In conclusion, the benefits of using computed tomo­graphy prior to PCI of CTO are indisputable: the possibility to discuss and consult the strategy of the procedure (better arrangement for PCI of CTO), the better choice between antegrade vs. retrograde approach, the better choice of a suitable guide wire, the assessment of calcifications (the need for higher deployment pressures or rotablation), the better choice of stent size as well as the assessment of in-stent restenosis [2]. However, the use of computed tomography study prior to PCI of CTO is about 4-6% [5]. It is obviously associated with the limitations of this study. Among other factors, the following need to be mentioned: the inability of direct flow assessment in the vessel or intervention during the study, difficulties in stenosis assessment in the case of heavy calcifications, the differentiation of subtotal stenosis (99%) vs. occlusion, and the inability to visualize collaterals. Moreover, it is associated with exposure of the patient to an additional amount of contrast agent (100-150 ml) and an additional dose of radiation (8.5-15 mSv). Therefore, the risk of contrast nephropathy and the exposure to ionizing radiation should be closely evaluated in the context of the possible benefits, and discussed with the patient.

References

 1. Kaneda H, Saito S, Shiono T, et al. Sixty-four-slice computed tomography-facilitated percutaneous coronary intervention for chronic total occlusion. Int J Cardiol 2007; 115: 130-132.  
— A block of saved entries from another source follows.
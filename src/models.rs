use chrono::{DateTime, Utc};
use serde::{Deserialize, Serialize};
use utoipa::{IntoParams, ToSchema};

/// Creation time assigned by the document store.
///
/// A freshly written document may be listed before the store has resolved its
/// server timestamp; that state is `Pending` and serialises as `null`.
#[derive(Debug, Clone, Copy, Default, PartialEq, Eq, Serialize, Deserialize)]
#[serde(from = "Option<DateTime<Utc>>", into = "Option<DateTime<Utc>>")]
pub enum Timestamp {
    #[default]
    Pending,
    Resolved(DateTime<Utc>),
}

impl Timestamp {
    pub fn resolved(&self) -> Option<DateTime<Utc>> {
        match self {
            Timestamp::Pending => None,
            Timestamp::Resolved(at) => Some(*at),
        }
    }
}

impl From<Option<DateTime<Utc>>> for Timestamp {
    fn from(value: Option<DateTime<Utc>>) -> Self {
        value.map(Timestamp::Resolved).unwrap_or(Timestamp::Pending)
    }
}

impl From<Timestamp> for Option<DateTime<Utc>> {
    fn from(value: Timestamp) -> Self {
        value.resolved()
    }
}

// Aliases keep documents written by the first (Portuguese) front-end readable.

#[derive(Debug, Clone, Copy, PartialEq, Eq, Serialize, Deserialize, ToSchema)]
pub enum PetKind {
    #[serde(rename = "lost", alias = "perdido")]
    Lost,
    #[serde(rename = "found", alias = "encontrado")]
    Found,
    #[serde(rename = "adoption", alias = "adocao")]
    Adoption,
    #[serde(rename = "abuse-report", alias = "denuncia")]
    AbuseReport,
}

#[derive(Debug, Clone, Copy, PartialEq, Eq, Serialize, Deserialize, ToSchema)]
pub enum PetStatus {
    #[serde(rename = "lost", alias = "perdido")]
    Lost,
    #[serde(rename = "found", alias = "encontrado")]
    Found,
    #[serde(rename = "available-for-adoption", alias = "para_adocao")]
    AvailableForAdoption,
}

#[derive(Debug, Clone, Copy, Default, PartialEq, Eq, Serialize, Deserialize, ToSchema)]
pub enum CampaignStatus {
    #[default]
    #[serde(rename = "active", alias = "ativa")]
    Active,
    #[serde(rename = "paused", alias = "pausada")]
    Paused,
    #[serde(rename = "closed", alias = "encerrada")]
    Closed,
}

#[derive(Debug, Clone, Copy, PartialEq, Eq, Serialize, Deserialize, ToSchema)]
#[serde(rename_all = "lowercase")]
pub enum TargetType {
    Pet,
    Campaign,
}

#[derive(Debug, Clone, PartialEq, Serialize, Deserialize, ToSchema)]
#[serde(rename_all = "camelCase")]
pub struct NewPet {
    #[serde(rename = "type")]
    pub kind: PetKind,
    pub status: PetStatus,
    pub name: String,
    pub species: String,
    #[serde(default, skip_serializing_if = "Option::is_none")]
    pub breed: Option<String>,
    #[serde(default, skip_serializing_if = "Option::is_none")]
    pub age_label: Option<String>,
    pub location: String,
    /// Phone number or e-mail address.
    pub contact: String,
    #[serde(default, skip_serializing_if = "Option::is_none")]
    pub contact_name: Option<String>,
    #[serde(default, skip_serializing_if = "Option::is_none")]
    pub contact_email: Option<String>,
    pub description: String,
    #[serde(default, skip_serializing_if = "Option::is_none")]
    pub image_url: Option<String>,
    #[serde(default, skip_serializing_if = "Option::is_none")]
    pub tags: Option<Vec<String>>,
}

#[derive(Debug, Clone, PartialEq, Serialize, Deserialize, ToSchema)]
#[serde(rename_all = "camelCase")]
pub struct Pet {
    pub id: String,
    #[serde(flatten)]
    pub details: NewPet,
    #[serde(default = "default_true")]
    pub is_active: bool,
    #[serde(default)]
    #[schema(value_type = Option<String>, format = DateTime)]
    pub created_at: Timestamp,
}

#[derive(Debug, Clone, PartialEq, Serialize, Deserialize, ToSchema)]
#[serde(rename_all = "camelCase")]
pub struct NewCampaign {
    pub org_name: String,
    pub title: String,
    pub description: String,
    pub goal: f64,
    #[serde(default, skip_serializing_if = "Option::is_none")]
    pub pix_key: Option<String>,
    pub contact: String,
    #[serde(default, skip_serializing_if = "Option::is_none")]
    pub image_url: Option<String>,
    #[serde(default, skip_serializing_if = "Option::is_none")]
    pub status: Option<CampaignStatus>,
}

#[derive(Debug, Clone, PartialEq, Serialize, Deserialize, ToSchema)]
#[serde(rename_all = "camelCase")]
pub struct Campaign {
    pub id: String,
    pub org_name: String,
    pub title: String,
    pub description: String,
    pub goal: f64,
    #[serde(default)]
    pub amount_raised: f64,
    #[serde(default, skip_serializing_if = "Option::is_none")]
    pub pix_key: Option<String>,
    pub contact: String,
    #[serde(default, skip_serializing_if = "Option::is_none")]
    pub image_url: Option<String>,
    #[serde(default)]
    pub status: CampaignStatus,
    #[serde(default = "default_true")]
    pub is_active: bool,
    #[serde(default)]
    #[schema(value_type = Option<String>, format = DateTime)]
    pub created_at: Timestamp,
}

impl Campaign {
    /// Share of the goal already raised, as a whole percentage capped at 100.
    pub fn progress_percent(&self) -> u8 {
        if !(self.goal.is_finite() && self.goal > 0.0) {
            return 0;
        }
        let pct = (self.amount_raised / self.goal * 100.0).round();
        pct.clamp(0.0, 100.0) as u8
    }
}

/// Pet-shaped fields carried by a report filed instead of a pet record
/// (lost animals, abuse cases).
#[derive(Debug, Clone, Default, PartialEq, Serialize, Deserialize, ToSchema)]
#[serde(rename_all = "camelCase")]
pub struct ReportSnapshot {
    #[serde(rename = "type", default, skip_serializing_if = "Option::is_none")]
    pub kind: Option<PetKind>,
    #[serde(default, skip_serializing_if = "Option::is_none")]
    pub status: Option<PetStatus>,
    #[serde(default, skip_serializing_if = "Option::is_none")]
    pub name: Option<String>,
    #[serde(default, skip_serializing_if = "Option::is_none")]
    pub species: Option<String>,
    #[serde(default, skip_serializing_if = "Option::is_none")]
    pub breed: Option<String>,
    #[serde(default, skip_serializing_if = "Option::is_none")]
    pub age_label: Option<String>,
    #[serde(default, skip_serializing_if = "Option::is_none")]
    pub location: Option<String>,
    #[serde(default, skip_serializing_if = "Option::is_none")]
    pub image_url: Option<String>,
    #[serde(default, skip_serializing_if = "Option::is_none")]
    pub contact_name: Option<String>,
    #[serde(default, skip_serializing_if = "Option::is_none")]
    pub contact_email: Option<String>,
}

#[derive(Debug, Clone, PartialEq, Serialize, Deserialize, ToSchema)]
#[serde(rename_all = "camelCase")]
pub struct NewReport {
    pub target_type: TargetType,
    #[serde(default, skip_serializing_if = "Option::is_none")]
    pub target_id: Option<String>,
    pub reason: String,
    #[serde(default, skip_serializing_if = "Option::is_none")]
    pub description: Option<String>,
    #[serde(default, skip_serializing_if = "Option::is_none")]
    pub contact: Option<String>,
    #[serde(flatten)]
    pub snapshot: ReportSnapshot,
}

#[derive(Debug, Clone, PartialEq, Serialize, Deserialize, ToSchema)]
#[serde(rename_all = "camelCase")]
pub struct Report {
    pub id: String,
    #[serde(flatten)]
    pub details: NewReport,
    #[serde(default)]
    pub resolved: bool,
    #[serde(default)]
    #[schema(value_type = Option<String>, format = DateTime)]
    pub created_at: Timestamp,
}

#[derive(Debug, Clone, PartialEq, Eq, thiserror::Error)]
#[error("{field} {problem}")]
pub struct ValidationError {
    pub field: &'static str,
    pub problem: &'static str,
}

fn require(field: &'static str, value: &str) -> Result<(), ValidationError> {
    if value.trim().is_empty() {
        return Err(ValidationError { field, problem: "is required" });
    }
    Ok(())
}

impl NewPet {
    pub fn validate(&self) -> Result<(), ValidationError> {
        require("name", &self.name)?;
        require("species", &self.species)?;
        require("location", &self.location)?;
        require("contact", &self.contact)?;
        require("description", &self.description)
    }
}

impl NewCampaign {
    pub fn validate(&self) -> Result<(), ValidationError> {
        require("orgName", &self.org_name)?;
        require("title", &self.title)?;
        require("description", &self.description)?;
        require("contact", &self.contact)?;
        if !(self.goal.is_finite() && self.goal > 0.0) {
            return Err(ValidationError { field: "goal", problem: "must be a positive amount" });
        }
        Ok(())
    }
}

impl NewReport {
    pub fn validate(&self) -> Result<(), ValidationError> {
        require("reason", &self.reason)?;
        if self.target_type == TargetType::Campaign {
            match self.target_id.as_deref() {
                Some(id) if !id.trim().is_empty() => {}
                _ => {
                    return Err(ValidationError {
                        field: "targetId",
                        problem: "is required for campaign reports",
                    })
                }
            }
        }
        Ok(())
    }
}

/// Blob storage folder an uploaded image belongs to.
#[derive(Debug, Clone, Copy, PartialEq, Eq)]
pub enum ImageFolder {
    Pets,
    Campaigns,
}

impl ImageFolder {
    pub fn as_str(&self) -> &'static str {
        match self {
            ImageFolder::Pets => "pets",
            ImageFolder::Campaigns => "campaigns",
        }
    }
}

impl std::fmt::Display for ImageFolder {
    fn fmt(&self, f: &mut std::fmt::Formatter<'_>) -> std::fmt::Result {
        let what = match self {
            ImageFolder::Pets => "pet",
            ImageFolder::Campaigns => "campaign",
        };
        f.write_str(what)
    }
}

#[derive(Debug, Clone)]
pub struct ImageFile {
    pub name: String,
    pub bytes: Vec<u8>,
}

impl ImageFile {
    /// MIME type recognised from the leading bytes, if any.
    pub fn sniffed_type(&self) -> Option<&'static str> {
        infer::get(&self.bytes).map(|t| t.mime_type())
    }

    pub fn content_type(&self) -> &'static str {
        self.sniffed_type().unwrap_or("application/octet-stream")
    }
}

/// Listing filter applied over an already fetched, recency-ordered pet list.
#[derive(Debug, Clone, Default, Deserialize, IntoParams)]
#[into_params(parameter_in = Query)]
pub struct PetFilter {
    #[serde(rename = "type")]
    #[param(value_type = Option<String>)]
    pub kind: Option<PetKind>,
    #[param(value_type = Option<String>)]
    pub status: Option<PetStatus>,
    pub species: Option<String>,
    /// Free text matched against name, species, breed, location and description.
    pub q: Option<String>,
}

impl PetFilter {
    pub fn matches(&self, pet: &Pet) -> bool {
        let d = &pet.details;
        if self.kind.is_some_and(|k| k != d.kind) {
            return false;
        }
        if self.status.is_some_and(|s| s != d.status) {
            return false;
        }
        if let Some(species) = self.species.as_deref().map(str::trim).filter(|s| !s.is_empty()) {
            if !d.species.trim().eq_ignore_ascii_case(species) {
                return false;
            }
        }
        match self.q.as_deref().map(str::trim).filter(|q| !q.is_empty()) {
            None => true,
            Some(q) => {
                let needle = q.to_lowercase();
                [
                    Some(d.name.as_str()),
                    Some(d.species.as_str()),
                    d.breed.as_deref(),
                    Some(d.location.as_str()),
                    Some(d.description.as_str()),
                ]
                .into_iter()
                .flatten()
                .any(|field| field.to_lowercase().contains(&needle))
            }
        }
    }

    pub fn apply(&self, pets: Vec<Pet>) -> Vec<Pet> {
        pets.into_iter().filter(|p| self.matches(p)).collect()
    }
}

fn default_true() -> bool {
    true
}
2. Magro M, Schultz C, Simsek C, et al. Computed tomography as a tool for percutaneous coronary intervention of chronic total occlusions. EuroIntervention 2010; 6 Suppl G: G123-G131.  

3. Soon KH, Cox N, Wong A, et al. CT coronary angiography predicts the outcome of percutaneous coronary intervention of chronic total occlusion. J Interv Cardiol 2007; 20: 359-366.  

4. Mitsudo K, Yamashita T, Asakura Y, et al. Recanalization strategy for chronic total occlusions with tapered and stiff-tip guidewire. The results of CTO new techniQUE for STandard procedure (CONQUEST) trial. J Invasive Cardiol 2008; 20: 571-577.  

5. www.eurocto.eu.  

6. Rahel BM, Laarman GJ, Kelder JC, et al. Three-year clinical outcome after primary stenting of totally occluded native coronary arteries: a randomized comparison of bare-metal stent implantation with sirolimus-eluting stent implantation for the treatment of total coronary occlusions (Primary Stenting of Totally Occluded Native Coronary Arteries [PRISON] II study). Am Heart J 2009; 157: 149-155.  

7. Bryniarski L. Udrożnienia przewlekłych okluzji tętnic wieńcowych pod kontrolą ultrasonografii wewnątrznaczyniowej z wykorzys­taniem pomiaru rezerwy wieńcowej. Rozprawa habilitacyjna, Kraków 2005.